Work to be completed -> Each entry is to be transcribed exactly, with nothing added or dropped.

● ● ● ● ● ● ●

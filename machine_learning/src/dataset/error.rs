use std::{
    error::Error,
    fmt::{self, Display},
    io,
};

use crate::error::MlError;

/// Errors raised while loading a dataset from an external source.
#[derive(Debug)]
pub enum LoadErr {
    Io(io::Error),
    Parse { line: usize, msg: String },
    Shape(MlError),
}

impl Display for LoadErr {
    fn fmt(&self, f: &mut fmt::Formatter<'_>) -> fmt::Result {
        match self {
            LoadErr::Io(e) => write!(f, "io error: {e}"),
            LoadErr::Parse { line, msg } => write!(f, "line {line}: {msg}"),
            LoadErr::Shape(e) => write!(f, "invalid dataset: {e}"),
        }
    }
}

impl Error for LoadErr {
    fn source(&self) -> Option<&(dyn Error + 'static)> {
        match self {
            LoadErr::Io(e) => Some(e),
            LoadErr::Shape(e) => Some(e),
            LoadErr::Parse { .. } => None,
        }
    }
}

impl From<io::Error> for LoadErr {
    fn from(value: io::Error) -> Self {
        Self::Io(value)
    }
}

impl From<MlError> for LoadErr {
    fn from(value: MlError) -> Self {
        Self::Shape(value)
    }
}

● ● ● ● ● ● ●

Answer to this exercise ->
filename machine_learning/src/dataset/error.rs
use std::{
    error::Error,
    fmt::{self, Display},
    io,
};

use crate::error::MlError;

/// Errors raised while loading a dataset from an external source.
#[derive(Debug)]
pub enum LoadErr {
    Io(io::Error),
    Parse { line: usize, msg: String },
    Shape(MlError),
}

impl Display for LoadErr {
    fn fmt(&self, f: &mut fmt::Formatter<'_>) -> fmt::Result {
        match self {
            LoadErr::Io(e) => write!(f, "io error: {e}"),
            LoadErr::Parse { line, msg } => write!(f, "line {line}: {msg}"),
            LoadErr::Shape(e) => write!(f, "invalid dataset: {e}"),
        }
    }
}

impl Error for LoadErr {
    fn source(&self) -> Option<&(dyn Error + 'static)> {
        match self {
            LoadErr::Io(e) => Some(e),
            LoadErr::Shape(e) => Some(e),
            LoadErr::Parse { .. } => None,
        }
    }
}

impl From<io::Error> for LoadErr {
    fn from(value: io::Error) -> Self {
        Self::Io(value)
    }
}

impl From<MlError> for LoadErr {
    fn from(value: MlError) -> Self {
        Self::Shape(value)
    }
}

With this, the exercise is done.